Classic Beauty: Jean Harlow

Considering that Jean Harlow died at age 26, her impact on cinema was enormous.  And honestly, I can kinda see why:

She absolutely oozed sex appeal — for the time, as much or more than Marilyn Monroe did some twenty years later — and certainly never posed nude, either.  It is said, with some justification, that she never wore underwear of any kind.  Jimmy Stewart later claimed that she kissed so beautifully that when doing a kissing scene with her, he deliberately flubbed the action so that they had to do several takes.  And as for Clark Gable… they did several movies together, and I’m pretty sure he wasn’t doing much acting, either.

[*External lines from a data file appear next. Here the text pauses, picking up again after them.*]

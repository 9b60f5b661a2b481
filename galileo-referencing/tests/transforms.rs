use approx::{assert_abs_diff_eq, assert_relative_eq};
use assert_matches::assert_matches;
use galileo_referencing::matrix::Matrix;
use galileo_referencing::transform::{self, MathTransform, Transform};
use galileo_referencing::ReferencingError;

fn init_logger() {
    let _ = env_logger::builder().is_test(true).try_init();
}

fn matrix<const N: usize>(rows: &[[f64; N]]) -> Matrix {
    Matrix::from_rows(rows).unwrap()
}

#[test]
fn matrix_times_inverse_is_identity() {
    let matrices = [
        matrix(&[[4.0, 7.0], [2.0, 6.0]]),
        matrix(&[[2.0, 0.0, 1.0], [1.0, 3.0, 2.0], [1.0, 1.0, 1.0]]),
        matrix(&[
            [0.5, 0.0, 0.0, 100.0],
            [0.0, -0.25, 0.0, 20.0],
            [0.1, 0.2, 3.0, -7.0],
            [0.0, 0.0, 0.0, 1.0],
        ]),
        matrix(&[[1e6, 2.0], [3.0, 1e-3]]),
    ];

    for m in &matrices {
        let product = m.multiply(&m.inverse().unwrap()).unwrap();
        let identity = Matrix::identity(m.rows());
        assert!(product.equals(&identity, 1e-9), "{m}");
        assert_relative_eq!(product, identity, epsilon = 1e-9);
    }
}

#[test]
fn singular_matrix_has_no_inverse() {
    let m = matrix(&[[1.0, 2.0], [2.0, 4.0]]);
    assert_matches!(m.inverse(), Err(ReferencingError::NonInvertible(_)));
}

#[test]
fn tolerance_comparison() {
    let a = matrix(&[[1.0, 2.0], [3.0, 4.0]]);
    let b = matrix(&[[1.0 + 1e-10, 2.0 + 1e-10], [3.0 + 1e-10, 4.0 + 1e-10]]);
    assert!(a.equals(&b, 1e-9));
    assert!(!a.equals(&b, 1e-12));
}

#[test]
fn identity_matrix_gives_single_step_identity() {
    init_logger();
    let t = transform::linear(&Matrix::identity(4)).unwrap();
    assert!(t.is_identity());
    assert_eq!(t.source_dimensions(), 3);
    assert_eq!(t.target_dimensions(), 3);
    assert_eq!(t.steps().len(), 1);
}

#[test]
fn concatenation_across_dimensions() {
    init_logger();
    let lift = transform::linear(&matrix(&[
        [1.0, 0.0, 0.0],
        [0.0, 1.0, 0.0],
        [1.0, 1.0, 0.0],
        [0.0, 0.0, 1.0],
    ]))
    .unwrap();
    let drop = transform::linear(&matrix(&[
        [1.0, 0.0, 0.0, 0.0],
        [0.0, 1.0, 0.0, 0.0],
        [0.0, 0.0, 0.0, 1.0],
    ]))
    .unwrap();
    assert_eq!((lift.source_dimensions(), lift.target_dimensions()), (2, 3));
    assert_eq!((drop.source_dimensions(), drop.target_dimensions()), (3, 2));

    let chain = transform::concatenate(&lift, &drop).unwrap();
    assert_eq!(chain.source_dimensions(), 2);
    assert_eq!(chain.target_dimensions(), 2);
    assert_eq!(chain.transform_2d(1.5, -2.0).unwrap(), (1.5, -2.0));
    assert!(chain.matrix().unwrap().is_identity());

    assert_matches!(
        transform::concatenate(&lift, &transform::identity(2)),
        Err(ReferencingError::MismatchedDimension {
            expected: 3,
            actual: 2,
            ..
        })
    );
}

#[derive(Debug)]
struct Cube;

impl MathTransform for Cube {
    fn source_dimensions(&self) -> usize {
        1
    }

    fn target_dimensions(&self) -> usize {
        1
    }

    fn transform(&self, src: &[f64], dst: &mut [f64]) -> galileo_referencing::Result<()> {
        dst[0] = src[0].powi(3);
        Ok(())
    }

    fn derivative(&self, point: &[f64]) -> galileo_referencing::Result<Matrix> {
        Ok(Matrix::diagonal(&[3.0 * point[0] * point[0]]))
    }
}

#[test]
fn concatenation_is_associative() {
    let a = transform::linear_1d(2.0, 1.0);
    let b = Transform::custom(Cube);
    let c = transform::concatenate(
        &transform::linear_1d(0.5, 0.0),
        &transform::linear_1d(1.0, -3.0),
    )
    .unwrap();

    let left = transform::concatenate(&transform::concatenate(&a, &b).unwrap(), &c).unwrap();
    let right = transform::concatenate(&a, &transform::concatenate(&b, &c).unwrap()).unwrap();
    assert_eq!(left.steps(), right.steps());
    assert_eq!(left.steps().len(), 4);
    assert!(left
        .steps()
        .iter()
        .all(|step| !matches!(step, Transform::Concatenated(_))));

    // ((2 * 1 + 1)^3 * 0.5) - 3
    assert_eq!(left.transform_1d(1.0).unwrap(), 10.5);
    assert_eq!(transform::steps(Some(&left)), left.steps());
}

#[test]
fn chain_rule_for_concatenation() {
    let chain =
        transform::concatenate(&transform::linear_1d(2.0, 1.0), &Transform::custom(Cube)).unwrap();
    let mut dst = [0.0];
    let derivative =
        transform::derivative_and_transform(&chain, &[1.0], Some(&mut dst)).unwrap();
    assert_eq!(dst[0], 27.0);
    // d/dx (2x + 1)^3 = 6 (2x + 1)^2
    assert_abs_diff_eq!(derivative.get(0, 0).unwrap(), 54.0, epsilon = 1e-12);

    let mut buffer = [1.0];
    let in_place = transform::derivative_and_transform_in_place(&chain, &mut buffer).unwrap();
    assert_eq!(buffer[0], 27.0);
    assert_eq!(in_place, derivative);
}

#[test]
fn inverse_of_chain() {
    let chain = transform::concatenate3(
        &transform::scale(&[2.0, 4.0]).unwrap(),
        &transform::translation(&[1.0, -1.0]).unwrap(),
        &transform::linear(&matrix(&[[0.0, 1.0, 0.0], [1.0, 0.0, 0.0], [0.0, 0.0, 1.0]])).unwrap(),
    )
    .unwrap();
    let inverse = chain.inverse().unwrap();
    assert_eq!(inverse.steps().len(), 3);

    let (x, y) = chain.transform_2d(3.0, 5.0).unwrap();
    let (x, y) = inverse.transform_2d(x, y).unwrap();
    assert_abs_diff_eq!(x, 3.0, epsilon = 1e-12);
    assert_abs_diff_eq!(y, 5.0, epsilon = 1e-12);

    let non_invertible =
        transform::concatenate(&transform::linear_1d(0.0, 1.0), &Transform::custom(Cube)).unwrap();
    assert_matches!(
        non_invertible.inverse(),
        Err(ReferencingError::NonInvertible(_))
    );
}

Talk about setting the screen on fire…

Classic Beauty: Joyzelle Joyner

Not all Hollywood female dancers were of the Ginger Rogers-Cyd Charisse type, oh no.  Especially during the early years of the movies — notably in the silent era — there was a huge demand for “classical” or “exotic” dancers, usually as backdrop during the swords ‘n sandals genre.

Maybe the best known of these was Joyzelle Joyner, who appeared (often un-credited) in dozens of them.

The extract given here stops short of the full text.